A kafka client written in go.
The fastest way to use kcli is through docker
-
Create a kcli configuration directory
mkdir ~/.kcli
-
Run the docker container, mounting your directory
docker run -v ~/.kcli:/root/.kcli bensivo/kcli:latest <commands>
-
(Optional) Alias the docker command
To make life easier, add this to your ~/.bashrc or ~/.zshrc
alias kcli='docker run -v ~/.kcli:/root/.kcli bensivo/kcli:latest'
Now you can just run
kcli
and it will execute in docker.
See below for all the commands you can use
If you have golang installed, you can install the native binary like so:
go install gitlab.com/bensivo/kcli@latest
kcli will be installed in your go isntallation's 'bin' directory. Make sure that $HOME/go/bin
is in your PATH.
export PATH=$PATH:$HOME/go/bin
Then you can run kcli with:
kcli <commands>
Before you can do anything, you must add a cluster with: kcli cluster add
Supported flags include:
- -b, --bootstrap-server
- -m, --sasl-mechanism (supports 'plain', 'scram-sha-256', 'scram-sha-512')
- -p, --sasl-password
- -u, --sasl-username
- --ssl Enable TLS / SSL
- --ssl-ca Filepath to ca-certficate PEM file
- --ssl-skip-verification Turn off certificate-chain and hostname verification
Example:
kcli cluster add localhost -b localhost:9092 -m plain -u my-user -p my-password
You can configure multiple kafka clusters at once. kcli offers a few commands to manage them:
- View your configured clusters:
kcli cluster list
- See a cluster configuration:
kcli cluster get <name>
- Switch your active cluster:
kcli cluster use <name>
- Or add the --cluster-name, -c flag to manually specify a cluster:
kcli consume my-topic --cluster-name=localhost
- Or add the --cluster-name, -c flag to manually specify a cluster:
- Delete a cluster configuration:
kcli cluster remove <name>
- Update a cluster configuration:
kcli cluster edit <name> ...flags
- Use any of the flags from the 'cluster add' commadn
- List all topics and partitions:
kcli topic list
- Create a new topic:
kcli topic create <topic> -p <partitions> -r <replication factor>
- Read all messages:
kcli consume <topic>
- Read from a specific partition:
kcli consume <topic> -p 1
- By default, kcli uses partition 0
- Read starting at the 10th message:
kcli consume <topic> -o 10
- Read the last 10 messages:
kcli consume <topic> -o -10
- Stdin:
kcli produce <topic>
orcat ./data.json | kcli produce <topic>
- Read stdin until EOF and send as a single message. If not using pipes, use CTRL + D to send an EOF on stdin
- File:
kcli product ./data.json
- Sends the entire files as a single message
We use bats-core for testing, for ease of use. This does mean unit tests may be dependent on your available terminal environment.

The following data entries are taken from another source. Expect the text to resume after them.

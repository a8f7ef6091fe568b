use serde::Serialize;

use crate::data::model::{CategoryTotals, PeriodAggregate};

#[derive(Debug, Clone, PartialEq, Serialize)]
pub struct BreakdownEntry {
    pub name: String,
    pub value: f64,
}

impl BreakdownEntry {
    pub fn new(name: impl Into<String>, value: f64) -> Self {
        BreakdownEntry {
            name: name.into(),
            value,
        }
    }
}

/// Largest first. Stable, so ties keep their input order.
pub(crate) fn sort_descending(entries: &mut [BreakdownEntry]) {
    entries.sort_by(|a, b| b.value.total_cmp(&a.value));
}

/// Values of `labels` read from `totals`, sorted descending.
pub fn breakdown_from<S: AsRef<str>>(totals: &CategoryTotals, labels: &[S]) -> Vec<BreakdownEntry> {
    let mut entries: Vec<BreakdownEntry> = labels
        .iter()
        .map(|label| BreakdownEntry::new(label.as_ref(), totals.get(label.as_ref())))
        .collect();
    sort_descending(&mut entries);
    entries
}

/// Global weight per category column (final fluxes excluded).
pub fn build_category_breakdown(agg: &PeriodAggregate) -> Vec<BreakdownEntry> {
    breakdown_from(&agg.global_totals(), agg.category_columns())
}

/// Global weight per final flux.
pub fn build_final_flux_breakdown(agg: &PeriodAggregate) -> Vec<BreakdownEntry> {
    breakdown_from(&agg.global_totals(), agg.final_fluxes())
}

/// Sites by `TOTAL`, largest first.
pub fn build_site_ranking(agg: &PeriodAggregate) -> Vec<BreakdownEntry> {
    let mut entries: Vec<BreakdownEntry> = agg
        .sites
        .iter()
        .map(|(name, site)| BreakdownEntry::new(name.as_str(), site.total.total))
        .collect();
    sort_descending(&mut entries);
    entries
}

#[derive(Debug, Clone, PartialEq, Serialize)]
pub struct SiteComparison {
    pub site: String,
    pub total: f64,
    /// `total` minus the mean site total.
    pub delta_vs_average: f64,
}

/// Each site's `TOTAL` against the mean over all sites, largest first.
pub fn build_site_comparison(agg: &PeriodAggregate) -> Vec<SiteComparison> {
    let ranking = build_site_ranking(agg);
    if ranking.is_empty() {
        return Vec::new();
    }
    let average = ranking.iter().map(|e| e.value).sum::<f64>() / ranking.len() as f64;
    ranking
        .into_iter()
        .map(|entry| SiteComparison {
            delta_vs_average: entry.value - average,
            total: entry.value,
            site: entry.name,
        })
        .collect()
}

#[cfg(test)]
mod tests {
    use std::collections::BTreeMap;

    use super::*;
    use crate::data::model::{ColumnLayout, SiteAggregate};
    use approx::assert_relative_eq;

    fn sample() -> PeriodAggregate {
        let layout = ColumnLayout::new(
            ["MEUBLES", "ELECTRO", "LIVRES"],
            ["MASSICOT", "DECHETS ULTIMES"],
        );
        let site = |pairs: &[(&str, f64)]| {
            let mut monthly = BTreeMap::new();
            monthly.insert(
                "MAI".to_string(),
                CategoryTotals::from_columns(&layout, pairs.iter().copied()),
            );
            SiteAggregate::from_monthly(&layout, monthly)
        };
        let a = site(&[("MEUBLES", 5.0), ("ELECTRO", 1.0), ("MASSICOT", 2.0)]);
        let b = site(&[("ELECTRO", 7.0), ("DECHETS ULTIMES", 3.0)]);
        PeriodAggregate::new(layout.clone()).with_site("Sanssac", a).with_site("Polignac", b)
    }

    #[test]
    fn categories_sorted_descending() {
        let breakdown = build_category_breakdown(&sample());
        let names: Vec<&str> = breakdown.iter().map(|e| e.name.as_str()).collect();
        assert_eq!(names, ["ELECTRO", "MEUBLES", "LIVRES"]);
        assert_relative_eq!(breakdown[0].value, 8.0);
        assert_relative_eq!(breakdown[2].value, 0.0);
    }

    #[test]
    fn final_fluxes_are_a_separate_breakdown() {
        let breakdown = build_final_flux_breakdown(&sample());
        assert_eq!(
            breakdown,
            [BreakdownEntry::new("DECHETS ULTIMES", 3.0), BreakdownEntry::new("MASSICOT", 2.0)]
        );
    }

    #[test]
    fn ties_keep_column_order() {
        let mut entries = vec![
            BreakdownEntry::new("A", 1.0),
            BreakdownEntry::new("B", 2.0),
            BreakdownEntry::new("C", 1.0),
        ];
        sort_descending(&mut entries);
        let names: Vec<&str> = entries.iter().map(|e| e.name.as_str()).collect();
        assert_eq!(names, ["B", "A", "C"]);
    }

    #[test]
    fn site_ranking_and_comparison() {
        let agg = sample();
        let ranking = build_site_ranking(&agg);
        assert_eq!(ranking[0], BreakdownEntry::new("Polignac", 7.0));
        assert_eq!(ranking[1], BreakdownEntry::new("Sanssac", 6.0));

        let comparison = build_site_comparison(&agg);
        assert_relative_eq!(comparison[0].delta_vs_average, 0.5);
        assert_relative_eq!(comparison[1].delta_vs_average, -0.5);
        assert!(build_site_comparison(&PeriodAggregate::default()).is_empty());
    }
}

Install bats and helper libraries with brew
brew tap kaos/shell
brew install bats-core
brew install bats-assert
brew install bats-file
Start local kafka broker:
docker compose up -d
Wait for the broker to start, then run tests with:
make build
make test
We use docker buildx to publish a multi-platform image for x86 and arm processors.
This command was tested using ubuntu, with the latest version of docker installed.
docker buildx build -t bensivo/kcli:latest --platform=linux/arm64,linux/amd64 --push .
docker buildx build -t bensivo/kcli:<version> --platform=linux/arm64,linux/amd64 --push .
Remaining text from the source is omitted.